Star Club just want to make the people DANCE

 Guaranteed you’ve heard their name or seem them play by now. They’ve taken the stage in so many spots around town, from The Firkin Tavern to various house shows to even Solae’s Lounge up on Alberta, all with only a demo officially released. But post-glam grit rockers Star Club have honed in on the vibes they want to give off, and their new album Sixth Avenue Motel is their way of showing it.

Naming Romeo Void, Au Pairs and Delta 5 as some of the influence for the record, Nate Lown and Marcus Pizotchi, the driving forces behind Star Club, are mainly out to do one thing and on thing only – make the people dance. We sat down with them to talk to new record, their process and how they came to be to begin with… 

 

The Deli Portland: Why did you both start the band and when?

Nate: It started a little over a year ago. In May, we started jamming and playing. Me and Ben used to live together and Marcus was over all the time.

Marcus: Let’s go back to the backstory – he [Nate] was playing jazz music in a swing band locally, and I’m a swing dancer. That’s how I met Nate and that’s how Star Club formed, because basically the band is us and we get fill players. I was swing dancing to his music. We knew each other for about a year before we started hanging out. There was some shit that went down and we ended up bonding. We hung out for nearly a year and didn’t play music at all, he wouldn’t play music with me.

Why not?

Marcus: Well, I’m not trained. I didn’t know how to play, how to jam, apparently. I was just hanging out swing dancing and one day, Nate mentioned how he was so sick of jazz and how he wanted to play something fun, rock out and front a band. 

Nate: I had been thinking about starting a new band myself for awhile, at least six months or so. I needed another project, something that was more simple and fun.

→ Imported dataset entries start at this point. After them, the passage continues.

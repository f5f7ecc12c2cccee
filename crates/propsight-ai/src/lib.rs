//! AI layer: Anthropic Messages API client with retry/backoff, strict JSON
//! recovery from free-text replies, and the three classification stages.

pub mod client;
pub mod parse;
pub mod stages;

pub use client::{ApiError, Completion, LlmClient};
pub use parse::{ParseError, extract_json};
pub use stages::{StageError, StageReport, architecture, business, implementation};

Marcus: He grew up around rock music.

Nate: I played in different bands in high school and I wasn’t sure what I was looking for, exactly. I didn’t know what I wanted it to be like but I kind of came to the conclusion that whatever band I’m going to have, it has to just be with homies. People that are ride or die and going to be there all the time and going to want to practice whenever, make every show and go on tour. Eventually I was like, Marcus doesn’t really know how to play music but I know he’s going to be there.

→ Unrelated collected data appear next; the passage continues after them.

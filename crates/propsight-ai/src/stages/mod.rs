//! Classification stages.
//!
//! All three stages share one protocol: partition the record list into
//! fixed-size contiguous batches, render a prompt per batch, dispatch it,
//! parse the reply rows, and merge them back by 1-based index. A batch whose
//! call or parse fails gets the stage's full sentinel default set and the
//! run continues — retries happen only inside the network client.

pub mod architecture;
pub mod business;
pub mod implementation;

use serde::Deserialize;
use serde_json::Value;
use thiserror::Error;
use tracing::warn;

use propsight_core::Proposal;

use crate::client::{ApiError, Completion};
use crate::parse::{self, ParseError};

#[derive(Debug, Error)]
pub enum StageError {
    #[error(transparent)]
    Api(#[from] ApiError),

    #[error(transparent)]
    Parse(#[from] ParseError),

    #[error("discovery returned no usable category list")]
    Discovery,
}

/// Outcome of one stage pass. Failed batches were sentinel-filled, not lost.
#[derive(Debug, Default, Clone, Copy)]
pub struct StageReport {
    pub batches: usize,
    pub failed_batches: usize,
}

/// A label the model may return as a single string or as an array; arrays
/// are flattened to one `", "`-joined string.
#[derive(Debug, Deserialize)]
#[serde(untagged)]
pub(crate) enum StringOrList {
    One(String),
    Many(Vec<String>),
}

impl StringOrList {
    pub(crate) fn join(self) -> String {
        match self {
            StringOrList::One(value) => value,
            StringOrList::Many(values) => values.join(", "),
        }
    }
}

/// Drive one stage over `records`.
///
/// `apply` merges parsed rows into the batch and returns `false` when the
/// payload was unusable; in that case (and on any call error) every record
/// in the batch is passed to `fill_defaults`.
pub(crate) async fn run_batches<C, B, A>(
    client: &C,
    records: &mut [Proposal],
    batch_size: usize,
    max_tokens: u32,
    build_prompt: B,
    apply: A,
    fill_defaults: fn(&mut Proposal),
) -> StageReport
where
    C: Completion,
    B: Fn(&[Proposal]) -> String,
    A: Fn(&mut [Proposal], Value) -> bool,
{
    let total = records.len().div_ceil(batch_size.max(1));
    let mut report = StageReport::default();

    for (num, batch) in records.chunks_mut(batch_size.max(1)).enumerate() {
        report.batches += 1;
        eprint!("  Batch {}/{} ({} proposals)... ", num + 1, total, batch.len());

        let prompt = build_prompt(batch);
        let merged = match client.complete(&prompt, max_tokens).await {
            Ok(reply) => match parse::extract_json(&reply) {
                Ok(payload) => apply(batch, payload),
                Err(err) => {
                    warn!(batch = num + 1, error = %err, "reply parse failed");
                    false
                }
            },
            Err(err) => {
                warn!(batch = num + 1, error = %err, "batch call failed");
                false
            }
        };

        if merged {
            eprintln!("ok");
        } else {
            eprintln!("failed, using defaults");
            for record in batch.iter_mut() {
                fill_defaults(record);
            }
            report.failed_batches += 1;
        }
    }

    report
}

/// First `limit` characters of a narrative field, for prompt embedding.
pub(crate) fn excerpt(text: &str, limit: usize) -> String {
    match text.char_indices().nth(limit) {
        Some((idx, _)) => text[..idx].to_string(),
        None => text.to_string(),
    }
}

#[cfg(test)]
pub(crate) mod testing {
    //! Scripted completion backend for stage tests.

    use std::collections::VecDeque;
    use std::sync::Mutex;

    use crate::client::{ApiError, Completion};

    /// Replays a fixed sequence of replies; records the prompts it saw.
    pub struct ScriptedCompletion {
        replies: Mutex<VecDeque<Result<String, ApiError>>>,
        pub prompts: Mutex<Vec<String>>,
    }

    impl ScriptedCompletion {
        pub fn new(replies: Vec<Result<String, ApiError>>) -> Self {
            Self {
                replies: Mutex::new(replies.into_iter().collect()),
                prompts: Mutex::new(Vec::new()),
            }
        }

        pub fn replying(replies: &[&str]) -> Self {
            Self::new(replies.iter().map(|r| Ok(r.to_string())).collect())
        }
    }

    impl Completion for ScriptedCompletion {
        async fn complete(&self, prompt: &str, _max_tokens: u32) -> Result<String, ApiError> {
            self.prompts.lock().unwrap().push(prompt.to_string());
            self.replies
                .lock()
                .unwrap()
                .pop_front()
                .unwrap_or_else(|| Err(ApiError::Malformed("script exhausted".to_string())))
        }
    }
}

#[cfg(test)]
mod tests {
    use super::testing::ScriptedCompletion;
    use super::*;

    fn records(n: usize) -> Vec<Proposal> {
        (0..n)
            .map(|i| Proposal::new(format!("company-{i}"), format!("proposal-{i}")))
            .collect()
    }

    fn mark_failed(p: &mut Proposal) {
        p.business_use_case = "FAILED".to_string();
    }

    #[tokio::test]
    async fn unusable_reply_fills_whole_batch_with_defaults() {
        let client = ScriptedCompletion::replying(&["no json here at all"]);
        let mut batch = records(3);

        let report = run_batches(
            &client,
            &mut batch,
            10,
            1024,
            |_| "prompt".to_string(),
            |_, _| true,
            mark_failed,
        )
        .await;

        assert_eq!(report.batches, 1);
        assert_eq!(report.failed_batches, 1);
        assert!(batch.iter().all(|p| p.business_use_case == "FAILED"));
    }

    #[tokio::test]
    async fn api_error_does_not_escape_the_stage() {
        let client = ScriptedCompletion::new(vec![Err(ApiError::Rejected {
            status: 429,
            body: "rate limited".to_string(),
        })]);
        let mut batch = records(2);

        let report = run_batches(
            &client,
            &mut batch,
            10,
            1024,
            |_| "prompt".to_string(),
            |_, _| true,
            mark_failed,
        )
        .await;

        assert_eq!(report.failed_batches, 1);
        assert!(batch.iter().all(|p| p.business_use_case == "FAILED"));
    }

    #[tokio::test]
    async fn batches_are_contiguous_and_sized() {
        let replies: Vec<&str> = vec!["[]", "[]", "[]"];
        let client = ScriptedCompletion::replying(&replies);
        let mut batch = records(25);

        let report = run_batches(
            &client,
            &mut batch,
            10,
            1024,
            |chunk| format!("{}", chunk.len()),
            |_, _| true,
            mark_failed,
        )
        .await;

        assert_eq!(report.batches, 3);
        let prompts = client.prompts.lock().unwrap();
        assert_eq!(prompts.as_slice(), &["10", "10", "5"]);
    }

    #[test]
    fn string_or_list_joins_arrays() {
        let one: StringOrList = serde_json::from_value(serde_json::json!("Text")).unwrap();
        assert_eq!(one.join(), "Text");
        let many: StringOrList =
            serde_json::from_value(serde_json::json!(["Text", "Image"])).unwrap();
        assert_eq!(many.join(), "Text, Image");
    }

    #[test]
    fn excerpt_is_char_safe() {
        assert_eq!(excerpt("héllo world", 3), "hél");
        assert_eq!(excerpt("short", 100), "short");
    }
}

Marcus: We also share some of the same interests, a lot of crossovers. A lot of soul.

Nate: Yeah, we’re into a lot of the same music, too. He already had a bass, so I was like ‘yeah, let’s play.’ I started writing simple songs and we started jamming on them. That’s how it started.

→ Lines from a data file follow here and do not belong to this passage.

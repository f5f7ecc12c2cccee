pub mod proposal;
pub mod stats;

pub use proposal::{
    ARCHITECTURE_DIMENSIONS, IMPLEMENTATION_DIMENSIONS, MULTI_VALUE_SEP, Proposal, UNKNOWN,
};
pub use stats::{AnalysisSummary, ClusterSummary, count_values, generate_cluster_summary};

Marcus: It was kind of more punk in the early days, just a three piece. After a few times of practicing, we were looking at the stars one night and trying to come up with a name. We had a previous name that was really trashy.

What was the old name?

Nate: Coke Dick. 

(laughter)

Marcus: You don’t forget that name, that’s the thing about that.

Is that from personal experience or something?

(laughter)

Nate: No, not really.

Marcus: It just sounded right. It’s two four letter words.

Nate: It was a joke. We’d just sit around and come up with bullshit band names, but none of the other ones really stuck.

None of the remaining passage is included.